### PROBLEM TO SOLVE
Below are records; write all of them out exactly.

### PROVIDED ENTRIES
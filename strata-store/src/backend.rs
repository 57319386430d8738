//! Store backend abstraction.
//!
//! Defines the contract the context layer drives, allowing the unit of
//! work to run against any backend (in-memory, SQLite, or a remote store).

use crate::error::StoreResult;
use crate::record::{Mutation, Record};
use async_trait::async_trait;

/// A backend that can fetch collections and apply mutation batches.
///
/// Fetches read committed state only; a backend never sees staged changes
/// until they arrive in a commit batch. A commit is all-or-nothing: either
/// the whole batch is applied or the store is left untouched.
#[async_trait]
pub trait StoreBackend: Send + Sync {
    /// Returns every row of a collection, in the backend's own order.
    fn fetch_all(&self, entity_type: &str) -> StoreResult<Vec<Record>>;

    /// Returns one row by id, or `None` if it does not exist.
    fn fetch_one(&self, entity_type: &str, id: &str) -> StoreResult<Option<Record>>;

    /// Applies a mutation batch in order, atomically.
    fn commit(&self, batch: &[Mutation]) -> StoreResult<()>;

    /// Async version of [`fetch_all`](StoreBackend::fetch_all) for
    /// backends with a real I/O boundary. Embedded stores keep the
    /// default, which delegates to the sync implementation.
    async fn fetch_all_async(&self, entity_type: &str) -> StoreResult<Vec<Record>> {
        self.fetch_all(entity_type)
    }

    /// Async version of [`fetch_one`](StoreBackend::fetch_one).
    async fn fetch_one_async(&self, entity_type: &str, id: &str) -> StoreResult<Option<Record>> {
        self.fetch_one(entity_type, id)
    }

    /// Async version of [`commit`](StoreBackend::commit). This is the
    /// single suspension point of an async save.
    async fn commit_async(&self, batch: &[Mutation]) -> StoreResult<()> {
        self.commit(batch)
    }
}

/// Mock backends for testing the layers above the store boundary.
pub mod mock {
    use super::*;
    use crate::error::{ConstraintKind, StoreError};
    use crate::memory::MemoryStore;
    use std::sync::Mutex;

    /// A memory store that records every committed batch, so tests can
    /// assert on accumulation order.
    #[derive(Default)]
    pub struct RecordingStore {
        store: MemoryStore,
        batches: Mutex<Vec<Vec<Mutation>>>,
    }

    impl RecordingStore {
        pub fn new() -> Self {
            Self::default()
        }

        /// Every batch committed so far, oldest first.
        pub fn batches(&self) -> Vec<Vec<Mutation>> {
            self.batches.lock().unwrap().clone()
        }
    }

    #[async_trait]
    impl StoreBackend for RecordingStore {
        fn fetch_all(&self, entity_type: &str) -> StoreResult<Vec<Record>> {
            self.store.fetch_all(entity_type)
        }

        fn fetch_one(&self, entity_type: &str, id: &str) -> StoreResult<Option<Record>> {
            self.store.fetch_one(entity_type, id)
        }

        fn commit(&self, batch: &[Mutation]) -> StoreResult<()> {
            self.batches.lock().unwrap().push(batch.to_vec());
            self.store.commit(batch)
        }
    }

    /// What a [`FailingStore`] fails a commit with.
    #[derive(Debug, Clone, Copy, PartialEq, Eq)]
    pub enum FailureMode {
        /// A foreign-key constraint violation.
        ForeignKey,
        /// A unique constraint violation.
        Unique,
        /// An unclassified driver error.
        Driver,
    }

    /// A store whose commits always fail with a configured error, for
    /// exercising failure translation. Fetches succeed and return nothing.
    pub struct FailingStore {
        mode: FailureMode,
    }

    impl FailingStore {
        pub fn new(mode: FailureMode) -> Self {
            Self { mode }
        }

        fn make_error(&self) -> StoreError {
            match self.mode {
                FailureMode::ForeignKey => StoreError::Constraint {
                    kind: ConstraintKind::ForeignKey,
                    detail: "injected foreign key violation".into(),
                    cause: None,
                },
                FailureMode::Unique => StoreError::Constraint {
                    kind: ConstraintKind::Unique,
                    detail: "injected unique violation".into(),
                    cause: None,
                },
                FailureMode::Driver => StoreError::Database(rusqlite::Error::InvalidQuery),
            }
        }
    }

    #[async_trait]
    impl StoreBackend for FailingStore {
        fn fetch_all(&self, _entity_type: &str) -> StoreResult<Vec<Record>> {
            Ok(Vec::new())
        }

        fn fetch_one(&self, _entity_type: &str, _id: &str) -> StoreResult<Option<Record>> {
            Ok(None)
        }

        fn commit(&self, _batch: &[Mutation]) -> StoreResult<()> {
            Err(self.make_error())
        }
    }
}
//! Process-local store backend.

use crate::backend::StoreBackend;
use crate::error::{ConstraintKind, StoreError, StoreResult};
use crate::record::{Mutation, Record, Reference};
use async_trait::async_trait;
use serde_json::Value;
use std::collections::{BTreeMap, HashMap};
use std::sync::Mutex;

type Collections = HashMap<String, BTreeMap<String, Value>>;

/// An in-memory store, useful for tests and prototyping.
///
/// Commits apply to a scratch copy of the state and swap it in only on
/// success, so a failed batch leaves the store untouched. Rows come back
/// sorted by id. Declared [`Reference`] rules are validated against the
/// state a batch produces, like the SQLite backend's deferred checks.
#[derive(Default)]
pub struct MemoryStore {
    state: Mutex<Collections>,
    references: Vec<Reference>,
}

impl MemoryStore {
    pub fn new() -> Self {
        Self::default()
    }

    /// Declares a referential rule enforced on every commit.
    #[must_use]
    pub fn with_reference(mut self, reference: Reference) -> Self {
        self.references.push(reference);
        self
    }

    fn apply(collections: &mut Collections, mutation: &Mutation) -> StoreResult<()> {
        match mutation {
            Mutation::Insert {
                entity_type,
                record,
            } => {
                let rows = collections.entry((*entity_type).to_string()).or_default();
                if rows.contains_key(&record.id) {
                    return Err(StoreError::Constraint {
                        kind: ConstraintKind::Unique,
                        detail: format!("{entity_type} {} already exists", record.id),
                        cause: None,
                    });
                }
                rows.insert(record.id.clone(), record.payload.clone());
            }
            Mutation::Update {
                entity_type,
                record,
            } => {
                collections
                    .entry((*entity_type).to_string())
                    .or_default()
                    .insert(record.id.clone(), record.payload.clone());
            }
            Mutation::Delete { entity_type, id } => {
                if let Some(rows) = collections.get_mut(*entity_type) {
                    rows.remove(id);
                }
            }
        }
        Ok(())
    }

    fn validate_references(collections: &Collections, references: &[Reference]) -> StoreResult<()> {
        for reference in references {
            let Some(children) = collections.get(reference.child_type) else {
                continue;
            };
            let pointer = reference.json_pointer();
            for (child_id, payload) in children {
                let Some(target) = payload.pointer(&pointer).and_then(Value::as_str) else {
                    continue;
                };
                let parent_exists = collections
                    .get(reference.parent_type)
                    .is_some_and(|rows| rows.contains_key(target));
                if !parent_exists {
                    return Err(StoreError::Constraint {
                        kind: ConstraintKind::ForeignKey,
                        detail: format!(
                            "{} {child_id} references missing {} {target}",
                            reference.child_type, reference.parent_type
                        ),
                        cause: None,
                    });
                }
            }
        }
        Ok(())
    }
}

#[async_trait]
impl StoreBackend for MemoryStore {
    fn fetch_all(&self, entity_type: &str) -> StoreResult<Vec<Record>> {
        let state = self.state.lock().unwrap();
        Ok(state
            .get(entity_type)
            .map(|rows| {
                rows.iter()
                    .map(|(id, payload)| Record::new(id.clone(), payload.clone()))
                    .collect()
            })
            .unwrap_or_default())
    }

    fn fetch_one(&self, entity_type: &str, id: &str) -> StoreResult<Option<Record>> {
        let state = self.state.lock().unwrap();
        Ok(state
            .get(entity_type)
            .and_then(|rows| rows.get(id))
            .map(|payload| Record::new(id, payload.clone())))
    }

    fn commit(&self, batch: &[Mutation]) -> StoreResult<()> {
        let mut state = self.state.lock().unwrap();
        let mut scratch = state.clone();
        for mutation in batch {
            Self::apply(&mut scratch, mutation)?;
        }
        Self::validate_references(&scratch, &self.references)?;
        *state = scratch;
        Ok(())
    }
}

### SOLUTION TO THIS TASK
filename strata-store/src/backend.rs
repository 57319386430d8738
//! Store backend abstraction.
//!
//! Defines the contract the context layer drives, allowing the unit of
//! work to run against any backend (in-memory, SQLite, or a remote store).

use crate::error::StoreResult;
use crate::record::{Mutation, Record};
use async_trait::async_trait;

/// A backend that can fetch collections and apply mutation batches.
///
/// Fetches read committed state only; a backend never sees staged changes
/// until they arrive in a commit batch. A commit is all-or-nothing: either
/// the whole batch is applied or the store is left untouched.
#[async_trait]
pub trait StoreBackend: Send + Sync {
    /// Returns every row of a collection, in the backend's own order.
    fn fetch_all(&self, entity_type: &str) -> StoreResult<Vec<Record>>;

    /// Returns one row by id, or `None` if it does not exist.
    fn fetch_one(&self, entity_type: &str, id: &str) -> StoreResult<Option<Record>>;

    /// Applies a mutation batch in order, atomically.
    fn commit(&self, batch: &[Mutation]) -> StoreResult<()>;

    /// Async version of [`fetch_all`](StoreBackend::fetch_all) for
    /// backends with a real I/O boundary. Embedded stores keep the
    /// default, which delegates to the sync implementation.
    async fn fetch_all_async(&self, entity_type: &str) -> StoreResult<Vec<Record>> {
        self.fetch_all(entity_type)
    }

    /// Async version of [`fetch_one`](StoreBackend::fetch_one).
    async fn fetch_one_async(&self, entity_type: &str, id: &str) -> StoreResult<Option<Record>> {
        self.fetch_one(entity_type, id)
    }

    /// Async version of [`commit`](StoreBackend::commit). This is the
    /// single suspension point of an async save.
    async fn commit_async(&self, batch: &[Mutation]) -> StoreResult<()> {
        self.commit(batch)
    }
}

/// Mock backends for testing the layers above the store boundary.
pub mod mock {
    use super::*;
    use crate::error::{ConstraintKind, StoreError};
    use crate::memory::MemoryStore;
    use std::sync::Mutex;

    /// A memory store that records every committed batch, so tests can
    /// assert on accumulation order.
    #[derive(Default)]
    pub struct RecordingStore {
        store: MemoryStore,
        batches: Mutex<Vec<Vec<Mutation>>>,
    }

    impl RecordingStore {
        pub fn new() -> Self {
            Self::default()
        }

        /// Every batch committed so far, oldest first.
        pub fn batches(&self) -> Vec<Vec<Mutation>> {
            self.batches.lock().unwrap().clone()
        }
    }

    #[async_trait]
    impl StoreBackend for RecordingStore {
        fn fetch_all(&self, entity_type: &str) -> StoreResult<Vec<Record>> {
            self.store.fetch_all(entity_type)
        }

        fn fetch_one(&self, entity_type: &str, id: &str) -> StoreResult<Option<Record>> {
            self.store.fetch_one(entity_type, id)
        }

        fn commit(&self, batch: &[Mutation]) -> StoreResult<()> {
            self.batches.lock().unwrap().push(batch.to_vec());
            self.store.commit(batch)
        }
    }

    /// What a [`FailingStore`] fails a commit with.
    #[derive(Debug, Clone, Copy, PartialEq, Eq)]
    pub enum FailureMode {
        /// A foreign-key constraint violation.
        ForeignKey,
        /// A unique constraint violation.
        Unique,
        /// An unclassified driver error.
        Driver,
    }

    /// A store whose commits always fail with a configured error, for
    /// exercising failure translation. Fetches succeed and return nothing.
    pub struct FailingStore {
        mode: FailureMode,
    }

    impl FailingStore {
        pub fn new(mode: FailureMode) -> Self {
            Self { mode }
        }

        fn make_error(&self) -> StoreError {
            match self.mode {
                FailureMode::ForeignKey => StoreError::Constraint {
                    kind: ConstraintKind::ForeignKey,
                    detail: "injected foreign key violation".into(),
                    cause: None,
                },
                FailureMode::Unique => StoreError::Constraint {
                    kind: ConstraintKind::Unique,
                    detail: "injected unique violation".into(),
                    cause: None,
                },
                FailureMode::Driver => StoreError::Database(rusqlite::Error::InvalidQuery),
            }
        }
    }

    #[async_trait]
    impl StoreBackend for FailingStore {
        fn fetch_all(&self, _entity_type: &str) -> StoreResult<Vec<Record>> {
            Ok(Vec::new())
        }

        fn fetch_one(&self, _entity_type: &str, _id: &str) -> StoreResult<Option<Record>> {
            Ok(None)
        }

        fn commit(&self, _batch: &[Mutation]) -> StoreResult<()> {
            Err(self.make_error())
        }
    }
}
//! Process-local store backend.

use crate::backend::StoreBackend;
use crate::error::{ConstraintKind, StoreError, StoreResult};
use crate::record::{Mutation, Record, Reference};
use async_trait::async_trait;
use serde_json::Value;
use std::collections::{BTreeMap, HashMap};
use std::sync::Mutex;

type Collections = HashMap<String, BTreeMap<String, Value>>;

/// An in-memory store, useful for tests and prototyping.
///
/// Commits apply to a scratch copy of the state and swap it in only on
/// success, so a failed batch leaves the store untouched. Rows come back
/// sorted by id. Declared [`Reference`] rules are validated against the
/// state a batch produces, like the SQLite backend's deferred checks.
#[derive(Default)]
pub struct MemoryStore {
    state: Mutex<Collections>,
    references: Vec<Reference>,
}

impl MemoryStore {
    pub fn new() -> Self {
        Self::default()
    }

    /// Declares a referential rule enforced on every commit.
    #[must_use]
    pub fn with_reference(mut self, reference: Reference) -> Self {
        self.references.push(reference);
        self
    }

    fn apply(collections: &mut Collections, mutation: &Mutation) -> StoreResult<()> {
        match mutation {
            Mutation::Insert {
                entity_type,
                record,
            } => {
                let rows = collections.entry((*entity_type).to_string()).or_default();
                if rows.contains_key(&record.id) {
                    return Err(StoreError::Constraint {
                        kind: ConstraintKind::Unique,
                        detail: format!("{entity_type} {} already exists", record.id),
                        cause: None,
                    });
                }
                rows.insert(record.id.clone(), record.payload.clone());
            }
            Mutation::Update {
                entity_type,
                record,
            } => {
                collections
                    .entry((*entity_type).to_string())
                    .or_default()
                    .insert(record.id.clone(), record.payload.clone());
            }
            Mutation::Delete { entity_type, id } => {
                if let Some(rows) = collections.get_mut(*entity_type) {
                    rows.remove(id);
                }
            }
        }
        Ok(())
    }

    fn validate_references(collections: &Collections, references: &[Reference]) -> StoreResult<()> {
        for reference in references {
            let Some(children) = collections.get(reference.child_type) else {
                continue;
            };
            let pointer = reference.json_pointer();
            for (child_id, payload) in children {
                let Some(target) = payload.pointer(&pointer).and_then(Value::as_str) else {
                    continue;
                };
                let parent_exists = collections
                    .get(reference.parent_type)
                    .is_some_and(|rows| rows.contains_key(target));
                if !parent_exists {
                    return Err(StoreError::Constraint {
                        kind: ConstraintKind::ForeignKey,
                        detail: format!(
                            "{} {child_id} references missing {} {target}",
                            reference.child_type, reference.parent_type
                        ),
                        cause: None,
                    });
                }
            }
        }
        Ok(())
    }
}

#[async_trait]
impl StoreBackend for MemoryStore {
    fn fetch_all(&self, entity_type: &str) -> StoreResult<Vec<Record>> {
        let state = self.state.lock().unwrap();
        Ok(state
            .get(entity_type)
            .map(|rows| {
                rows.iter()
                    .map(|(id, payload)| Record::new(id.clone(), payload.clone()))
                    .collect()
            })
            .unwrap_or_default())
    }

    fn fetch_one(&self, entity_type: &str, id: &str) -> StoreResult<Option<Record>> {
        let state = self.state.lock().unwrap();
        Ok(state
            .get(entity_type)
            .and_then(|rows| rows.get(id))
            .map(|payload| Record::new(id, payload.clone())))
    }

    fn commit(&self, batch: &[Mutation]) -> StoreResult<()> {
        let mut state = self.state.lock().unwrap();
        let mut scratch = state.clone();
        for mutation in batch {
            Self::apply(&mut scratch, mutation)?;
        }
        Self::validate_references(&scratch, &self.references)?;
        *state = scratch;
        Ok(())
    }
}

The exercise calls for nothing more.